Your task:
Word for word, restate the records that follow.

Data for this task:
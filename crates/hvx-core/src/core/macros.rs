macro_rules! impl_address {
    ($name:ident, $doc:expr) => {
        #[doc = concat!("A ", $doc, ".")]
        #[derive(
            Default,
            Clone,
            Copy,
            PartialEq,
            Eq,
            PartialOrd,
            Ord,
            Hash,
            ::serde::Serialize,
            ::serde::Deserialize,
        )]
        pub struct $name(pub u64);

        impl $name {
            #[doc = concat!("Creates a new `", stringify!($name), "`.")]
            pub const fn new(value: u64) -> Self {
                Self(value)
            }

            /// Checks if the address is zero.
            pub const fn is_null(self) -> bool {
                self.0 == 0
            }

            /// Returns the byte offset of the address within its 4 KiB page.
            pub const fn page_offset(self) -> u64 {
                self.0 & $crate::PAGE_OFFSET_MASK
            }

            /// Adds `rhs` with wrapping semantics.
            ///
            /// Remote pointers are untrusted, so address arithmetic on them
            /// must never panic on overflow.
            pub const fn wrapping_add(self, rhs: u64) -> Self {
                Self(self.0.wrapping_add(rhs))
            }

            /// Adds a signed displacement with wrapping semantics.
            pub const fn wrapping_add_signed(self, rhs: i64) -> Self {
                Self(self.0.wrapping_add_signed(rhs))
            }

            /// Subtracts `rhs` with wrapping semantics.
            pub const fn wrapping_sub(self, rhs: u64) -> Self {
                Self(self.0.wrapping_sub(rhs))
            }
        }

        impl From<u64> for $name {
            fn from(value: u64) -> Self {
                Self(value)
            }
        }

        impl From<u32> for $name {
            fn from(value: u32) -> Self {
                Self(u64::from(value))
            }
        }

        impl From<$name> for u64 {
            fn from(value: $name) -> u64 {
                value.0
            }
        }

        impl ::std::ops::Add<u64> for $name {
            type Output = $name;

            fn add(self, rhs: u64) -> Self::Output {
                Self(self.0 + rhs)
            }
        }

        impl ::std::ops::AddAssign<u64> for $name {
            fn add_assign(&mut self, rhs: u64) {
                self.0 += rhs;
            }
        }

        impl ::std::ops::Sub<u64> for $name {
            type Output = $name;

            fn sub(self, rhs: u64) -> Self::Output {
                Self(self.0 - rhs)
            }
        }

        impl ::std::ops::Sub<$name> for $name {
            type Output = u64;

            fn sub(self, rhs: $name) -> Self::Output {
                self.0 - rhs.0
            }
        }

        impl ::std::ops::BitAnd<u64> for $name {
            type Output = $name;

            fn bitand(self, rhs: u64) -> Self::Output {
                Self(self.0 & rhs)
            }
        }

        impl ::std::fmt::Debug for $name {
            fn fmt(&self, f: &mut ::std::fmt::Formatter) -> ::std::fmt::Result {
                write!(f, "0x{:016x}", self.0)
            }
        }

        impl ::std::fmt::Display for $name {
            fn fmt(&self, f: &mut ::std::fmt::Formatter) -> ::std::fmt::Result {
                write!(f, "0x{:016x}", self.0)
            }
        }

        impl ::std::fmt::LowerHex for $name {
            fn fmt(&self, f: &mut ::std::fmt::Formatter) -> ::std::fmt::Result {
                ::std::fmt::LowerHex::fmt(&self.0, f)
            }
        }

        impl ::std::fmt::UpperHex for $name {
            fn fmt(&self, f: &mut ::std::fmt::Formatter) -> ::std::fmt::Result {
                ::std::fmt::UpperHex::fmt(&self.0, f)
            }
        }
    };
}

pub(crate) use impl_address;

Solution for this task:
filename crates/hvx-core/src/core/macros.rs
macro_rules! impl_address {
    ($name:ident, $doc:expr) => {
        #[doc = concat!("A ", $doc, ".")]
        #[derive(
            Default,
            Clone,
            Copy,
            PartialEq,
            Eq,
            PartialOrd,
            Ord,
            Hash,
            ::serde::Serialize,
            ::serde::Deserialize,
        )]
        pub struct $name(pub u64);

        impl $name {
            #[doc = concat!("Creates a new `", stringify!($name), "`.")]
            pub const fn new(value: u64) -> Self {
                Self(value)
            }

            /// Checks if the address is zero.
            pub const fn is_null(self) -> bool {
                self.0 == 0
            }

            /// Returns the byte offset of the address within its 4 KiB page.
            pub const fn page_offset(self) -> u64 {
                self.0 & $crate::PAGE_OFFSET_MASK
            }

            /// Adds `rhs` with wrapping semantics.
            ///
            /// Remote pointers are untrusted, so address arithmetic on them
            /// must never panic on overflow.
            pub const fn wrapping_add(self, rhs: u64) -> Self {
                Self(self.0.wrapping_add(rhs))
            }

            /// Adds a signed displacement with wrapping semantics.
            pub const fn wrapping_add_signed(self, rhs: i64) -> Self {
                Self(self.0.wrapping_add_signed(rhs))
            }

            /// Subtracts `rhs` with wrapping semantics.
            pub const fn wrapping_sub(self, rhs: u64) -> Self {
                Self(self.0.wrapping_sub(rhs))
            }
        }

        impl From<u64> for $name {
            fn from(value: u64) -> Self {
                Self(value)
            }
        }

        impl From<u32> for $name {
            fn from(value: u32) -> Self {
                Self(u64::from(value))
            }
        }

        impl From<$name> for u64 {
            fn from(value: $name) -> u64 {
                value.0
            }
        }

        impl ::std::ops::Add<u64> for $name {
            type Output = $name;

            fn add(self, rhs: u64) -> Self::Output {
                Self(self.0 + rhs)
            }
        }

        impl ::std::ops::AddAssign<u64> for $name {
            fn add_assign(&mut self, rhs: u64) {
                self.0 += rhs;
            }
        }

        impl ::std::ops::Sub<u64> for $name {
            type Output = $name;

            fn sub(self, rhs: u64) -> Self::Output {
                Self(self.0 - rhs)
            }
        }

        impl ::std::ops::Sub<$name> for $name {
            type Output = u64;

            fn sub(self, rhs: $name) -> Self::Output {
                self.0 - rhs.0
            }
        }

        impl ::std::ops::BitAnd<u64> for $name {
            type Output = $name;

            fn bitand(self, rhs: u64) -> Self::Output {
                Self(self.0 & rhs)
            }
        }

        impl ::std::fmt::Debug for $name {
            fn fmt(&self, f: &mut ::std::fmt::Formatter) -> ::std::fmt::Result {
                write!(f, "0x{:016x}", self.0)
            }
        }

        impl ::std::fmt::Display for $name {
            fn fmt(&self, f: &mut ::std::fmt::Formatter) -> ::std::fmt::Result {
                write!(f, "0x{:016x}", self.0)
            }
        }

        impl ::std::fmt::LowerHex for $name {
            fn fmt(&self, f: &mut ::std::fmt::Formatter) -> ::std::fmt::Result {
                ::std::fmt::LowerHex::fmt(&self.0, f)
            }
        }

        impl ::std::fmt::UpperHex for $name {
            fn fmt(&self, f: &mut ::std::fmt::Formatter) -> ::std::fmt::Result {
                ::std::fmt::UpperHex::fmt(&self.0, f)
            }
        }
    };
}

pub(crate) use impl_address;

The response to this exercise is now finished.